Dia das Mães anima comércio em Belém e aumenta a expectativa otimista de lojistas
Setor se prepara para grande movimento de consumidores que já iniciaram as compras para a data
O Dia das Mães é a segunda data mais forte do varejo no país, só fica atrás do Natal, afirmam os comerciários. Em Belém, a pesquisa por preços e mesmo as compras, de fato, já começaram. Na última quinta-feira (30), um dia antes dos shopping centers fecharem por causa do feriado do Dia do Trabalhador (1º), consumidores e gerentes de lojas estavam animados com as compras e as vendas, respectivamente.
Diretor do Sindilojas (Sindicato do Comércio Varejista e Lojista de Belém), Muzaffar Said destaca: “A expectativa para o Dia das Mães é muito positiva. As lojas devem aumentar o quadro de funcionários, vão contratar trabalhadores temporários para atender esse grande movimento que todos os lojistas esperam para o mês de maio”.
“As lojas de rua, o centro comercial e outros, como o shopping, devem liderar esse movimento. Todos os segmentos de venda vão ter grande movimento. Os itens mais vendidos devem ser vestuário, calçados e cosméticos”, afirma ele, que considera que os itens de presentes mais vendidos devem ter valores entre R$ 49,90 a R$ 300.
Ellen Gonzaga é gerente de uma loja de calçados e bolsas femininas, há cinco anos, no shopping center do bairro do Reduto, em Belém. Ela afirmou que já aumentou a frequência de filhos à procura de peças para as mães. A loja não tem promoção este ano, mas Elen garantiu que os preços estão acessíveis.
"Temos rasteirinhas a partir de R$ 49,90, bolsas de R$ 19,90, kits presenteáveis a partir de R$ 129,90. O kit inclui a embalagem, que é a caixa de presente, e a gente monta o kit na hora, de acordo com a intenção dos filhos. Um kit pode ter uma sandalinha rasteira e um sapato de salto. A nossa loja está recheada de produtos”, afirmou a gerente.
Ana Carolina Freire gerencia uma loja de roupas exclusivas para mulheres, também no shopping center do Reduto. Ela disse que a equipe “já sentiu um aumento nas vendas nas últimas semanas.

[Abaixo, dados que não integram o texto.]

/// Shared widgets and formatting helpers for the workflow pages
use ratatui::{
    layout::{Alignment, Rect},
    style::{Color, Modifier, Style},
    text::{Line, Span},
    widgets::{Block, Borders, Clear, Paragraph, Wrap},
    Frame,
};

use crate::flow::{Alert, AlertKind};
use crate::models::Severity;
use crate::ui::layout::centered_rect;

/// Render a loading indicator
pub fn render_loading_indicator(f: &mut Frame, area: Rect, message: &str) {
    let loading = Paragraph::new(message)
        .block(Block::default().borders(Borders::ALL).title("Loading"))
        .style(Style::default().fg(Color::Yellow));

    f.render_widget(loading, area);
}

/// Number of filled cells for a bar of `width` cells at `ratio`
pub fn filled_cells(ratio: f64, width: u16) -> u16 {
    let ratio = if ratio.is_finite() { ratio.clamp(0.0, 1.0) } else { 0.0 };
    (ratio * width as f64).round() as u16
}

/// A text progress bar, filled proportionally to `ratio`
pub fn progress_bar(ratio: f64, width: u16, color: Color) -> Line<'static> {
    let filled = filled_cells(ratio, width);
    Line::from(vec![
        Span::styled("█".repeat(filled as usize), Style::default().fg(color)),
        Span::styled(
            "░".repeat(width.saturating_sub(filled) as usize),
            Style::default().fg(Color::DarkGray),
        ),
    ])
}

/// Percentage of a 0..1 ratio with a fixed number of decimals
pub fn format_percent(ratio: f64, decimals: usize) -> String {
    format!("{:.*}%", decimals, ratio * 100.0)
}

pub fn format_angle(degrees: f64) -> String {
    format!("{:.1}°", degrees)
}

/// Uppercase the first character
pub fn capitalize(s: &str) -> String {
    let mut chars = s.chars();
    match chars.next() {
        Some(first) => first.to_uppercase().chain(chars).collect(),
        None => String::new(),
    }
}

/// Badge style for each severity tier
pub fn severity_style(severity: Severity) -> Style {
    let (fg, bg) = match severity {
        Severity::Mild => (Color::Black, Color::Green),
        Severity::Moderate => (Color::Black, Color::Yellow),
        Severity::Severe => (Color::White, Color::Red),
        Severity::Unknown => (Color::White, Color::DarkGray),
    };
    Style::default().fg(fg).bg(bg).add_modifier(Modifier::BOLD)
}

/// Render a blocking alert popup over `area`
pub fn render_alert(f: &mut Frame, area: Rect, alert: &Alert) {
    let (title, color) = match alert.kind {
        AlertKind::Info => ("Notice", Color::Cyan),
        AlertKind::Error => ("Error", Color::Red),
    };
    let width = (alert.message.chars().count() as u16 + 6).clamp(30, 70);
    let popup = centered_rect(width, 6, area);

    let body = vec![
        Line::from(alert.message.clone()),
        Line::from(""),
        Line::from(Span::styled("Press any key to continue", Style::default().fg(Color::DarkGray))),
    ];
    let paragraph = Paragraph::new(body)
        .alignment(Alignment::Center)
        .wrap(Wrap { trim: true })
        .block(
            Block::default()
                .borders(Borders::ALL)
                .title(title)
                .border_style(Style::default().fg(color)),
        );

    f.render_widget(Clear, popup);
    f.render_widget(paragraph, popup);
}

/// Render a text input with a trailing cursor when focused
pub fn input_line(value: &str, focused: bool) -> Line<'static> {
    let mut spans = vec![Span::raw(value.to_string())];
    if focused {
        spans.push(Span::styled("▏", Style::default().fg(Color::Yellow)));
    }
    Line::from(spans)
}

A gente veio de um movimento em relação à Páscoa, e agora estamos com uma performance positiva dentro do nosso projeto de cota para esse Mês das Mães, é o segundo Natal do varejo”.
Ela observou que a loja aposta nas promoções com preços especiais. “As nossas t-shirts (camisas com mangas curtas) saem com 20% de desconto, a média, e se for uma mãe que gosta de usar uma t-shirt mais descolada, já dá R$ 160 reais. Tudo depende do gosto, se a mãe quer um vestido mais artesanal, mais único, temos peças com ticket médio de R$ 1.500, R$ 1.600, e elas saem porque as mães merecem”, disse Ana Carolina.
"Eu não tenho mais minha mãe, mas me auto-presenteio e estou fazendo isso esta semana”, contou a representante de vendas de artigos diversos, Márcia Montenegro. Ela comprou um sapato por R$ 429 em uma loja de calçados no shopping na noite da sexta-feira (1º), e havia comprado também uma calça jeans, de R$ 599 e um cinto de R$ 379.
Márcia é mãe de Letícia de 22 e Júnior de 27, e afirmou que eles sabem que ela se auto-presenteia, e mesmo assim, vão comprar presentes para ela. “Meus filhos são maravilhosos. “Como eu tenho várias responsabilidades, eu compro parcelado. Aqui na loja, por exemplo, estou comprando com o máximo de seis parcelas, mas em compensação eu pago tudo em dia”.
A advogada, Karla Micucci, acompanhada do filho Victor, de 16 anos, procurava no shopping um presente para uma amiga dela. Karla contou que costuma dar presentes pelo Dia das Mães para a mãe, à sogra e gosta de ganhar também.
“Gosto de presenteá-las com coisas pessoais, como acessórios, confecção, calçado, bolsa, roupa. Mas, a minha mãe, por incrível que pareça, adora coisas para o lar. O meu presente é o Victor e o pai que compram”, contou a advogada.
Por sua vez, Victor, que é filho único, disse que é desafiador presentear a mãe, por ela ter gostos específicos, mas o jovem enfatizou que mais que presentear, é importante manter uma boa relação de mãe e filho.
“Eu sempre converso com o meu pai para ver o que vou dar, para ela gostar do presente, porque é algo que vai além do material. Eu considero que tenho uma relação boa e aberta com a minha mãe e o meu pai, eles me apoiam e acho que isso é mais verdadeiro, mais importante, do que só dar o presente”, afirmou o adolescente, disse Victor.